A population is composed of members of the same species that simultaneously live and interact in the same area. When individuals in a population breed, they pass down their genes to their offspring. Many of these genes are polymorphic, meaning that they occur in multiple variants. Such variations of a gene are referred to as alleles. The collective set of all the alleles within a population is known as the gene pool.
While some alleles of a given gene might be observed commonly, other variants may be encountered at a much lower frequency. Gene pools are not static. The frequency and occurrence of alleles in a gene pool may change over time. For instance, allele frequencies change due to random mutations, natural selection, migration, and chance.
Population genetics examines genetic variation within and between populations, and changes in allele frequencies across generations. Population geneticists use mathematical models to investigate and predict allele frequencies in populations.
The gene pools of natural populations may vary significantly. One goal of population genetics is to determine genetic variation among different populations of the same species. Studying such variations has implications for species health, domestication, management and conservation. For instance, increased urbanization gradually fragments natural landscapes and leads to habitat loss, division, and isolation of natural populations. Comparing the genetic makeup of different populations can provide insights about gene flow, and is important for maintaining wildlife populations. Understanding the gene pool of endangered species is crucial for conserving biodiversity in the global ecosystem.
Population genetics can also be used to investigate the genetic variation within and among human populations. Differences in allele frequencies underlie the variation in the occurrence of certain hereditary diseases, such as Tay-Sachs disease in the Ashkenazi Jewish population or beta-thalassemia in Mediterranean populations.
Population genetics is also used to understand the genetic basis of other human characteristics. For instance, population genetics has been used to study how natural selection has shaped innate immunity, body height, and longevity.
Population genetics refers to the study of variation in allele and gene frequencies in populations. It is this variation that makes evolution possible. The genetic makeup of a population is characterized by describing the population's gene pool, all of the alleles at every locus in the population.
If there are two or more alleles at a single locus, individuals may be homozygous, having two of the same allele or heterozygous, having two different alleles at a locus.

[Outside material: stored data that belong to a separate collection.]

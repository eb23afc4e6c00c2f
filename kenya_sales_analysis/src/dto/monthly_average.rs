use crate::common::*;

#[derive(Debug, Clone, PartialEq, Serialize, Deserialize, Getters, new)]
#[getset(get = "pub")]
pub struct MonthlyAverage {
    /// Month of year, 1-12.
    pub month: u32,
    pub average_sales: f64,
}
use crate::model::sales::sales_record::*;

#[doc = "Running sums of one group of transactions."]
#[derive(Debug, Clone, Copy, Default, PartialEq, Eq)]
pub struct SalesAccumulator {
    pub total_sales: i64,
    pub quantity: i64,
    pub transactions: usize,
}

impl SalesAccumulator {
    pub fn add(&mut self, record: &SalesRecord) {
        self.total_sales += record.total_sales;
        self.quantity += record.quantity;
        self.transactions += 1;
    }

    #[doc = "Mean `total_sales` per transaction; `None` for an empty group."]
    pub fn mean_sales(&self) -> Option<f64> {
        (self.transactions > 0).then(|| self.total_sales as f64 / self.transactions as f64)
    }

    #[doc = "`total_sales / quantity`; `None` when no units were sold."]
    pub fn average_price(&self) -> Option<f64> {
        (self.quantity > 0).then(|| self.total_sales as f64 / self.quantity as f64)
    }
}
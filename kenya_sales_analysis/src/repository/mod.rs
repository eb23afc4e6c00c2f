pub mod csv_repository_impl;
use crate::common::*;

use crate::model::sales::sales_record::*;

pub const CSV_HEADERS: [&str; 8] = [
    "Date",
    "Product",
    "Region",
    "Store_Type",
    "Payment_Method",
    "Quantity",
    "Unit_Price",
    "Total_Sales",
];

#[doc = "Transactions in row order. Read-only once built."]
#[derive(Debug, Clone, Default, PartialEq, Eq, Getters, new)]
#[getset(get = "pub")]
pub struct SalesDataset {
    records: Vec<SalesRecord>,
}

impl SalesDataset {
    pub fn len(&self) -> usize {
        self.records.len()
    }

    pub fn is_empty(&self) -> bool {
        self.records.is_empty()
    }

    pub fn total_sales(&self) -> i64 {
        self.records.iter().map(|r| r.total_sales).sum()
    }

    pub fn total_quantity(&self) -> i64 {
        self.records.iter().map(|r| r.quantity).sum()
    }

    #[doc = "Fails with an `empty dataset` error when there is nothing to aggregate."]
    pub fn ensure_not_empty(&self, caller: &str) -> anyhow::Result<()> {
        if self.is_empty() {
            return Err(anyhow!(
                "[{}] Cannot aggregate an empty dataset: maxima and averages are undefined",
                caller
            ));
        }

        Ok(())
    }

    #[doc = "Checks `total_sales == quantity * unit_price` on every row."]
    pub fn verify_totals(&self) -> anyhow::Result<()> {
        match self.records.iter().position(|r| !r.is_total_consistent()) {
            Some(row) => {
                let record: &SalesRecord = &self.records[row];
                Err(anyhow!(
                    "[SalesDataset->verify_totals] Row {} ({}): {} * {} != {}",
                    row,
                    record.date,
                    record.quantity,
                    record.unit_price,
                    record.total_sales
                ))
            }
            None => Ok(()),
        }
    }
}

#[cfg(test)]
mod tests {
    use super::*;

    fn record(day: u32, quantity: i64, unit_price: i64, total_sales: i64) -> SalesRecord {
        SalesRecord::new(
            NaiveDate::from_ymd_opt(2023, 1, day).unwrap(),
            "Radio".to_string(),
            "Nakuru".to_string(),
            "Mini Market".to_string(),
            "Cash".to_string(),
            quantity,
            unit_price,
            total_sales,
        )
    }

    #[test]
    fn totals_sum_all_rows() {
        let dataset = SalesDataset::new(vec![record(1, 2, 3000, 6000), record(2, 1, 2500, 2500)]);
        assert_eq!(dataset.len(), 2);
        assert_eq!(dataset.total_sales(), 8500);
        assert_eq!(dataset.total_quantity(), 3);
        assert!(dataset.verify_totals().is_ok());
    }

    #[test]
    fn inconsistent_row_is_reported() {
        let dataset = SalesDataset::new(vec![record(1, 2, 3000, 6000), record(2, 2, 2500, 4000)]);
        let err = dataset.verify_totals().unwrap_err();
        assert!(err.to_string().contains("Row 1"));
    }

    #[test]
    fn empty_dataset_cannot_be_aggregated() {
        let dataset = SalesDataset::default();
        assert!(dataset.ensure_not_empty("test").is_err());
    }
}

For example, in a population of squirrels, there are two alleles, R and B at a locus that codes for coat peller. Squirrels homozygous for the R allele have red coats. Those homozygous for B have dull brown coats and heterozygous individuals have red-brown coats. If there are a total of 100 in the population with 40 red, 30 brown and 30 red-brown squirrels, the frequency of the R allele is 0.55 or 55% and the B allele is 0.45 or 45%. The change in these frequencies can be measured over time to determine if a population is evolving.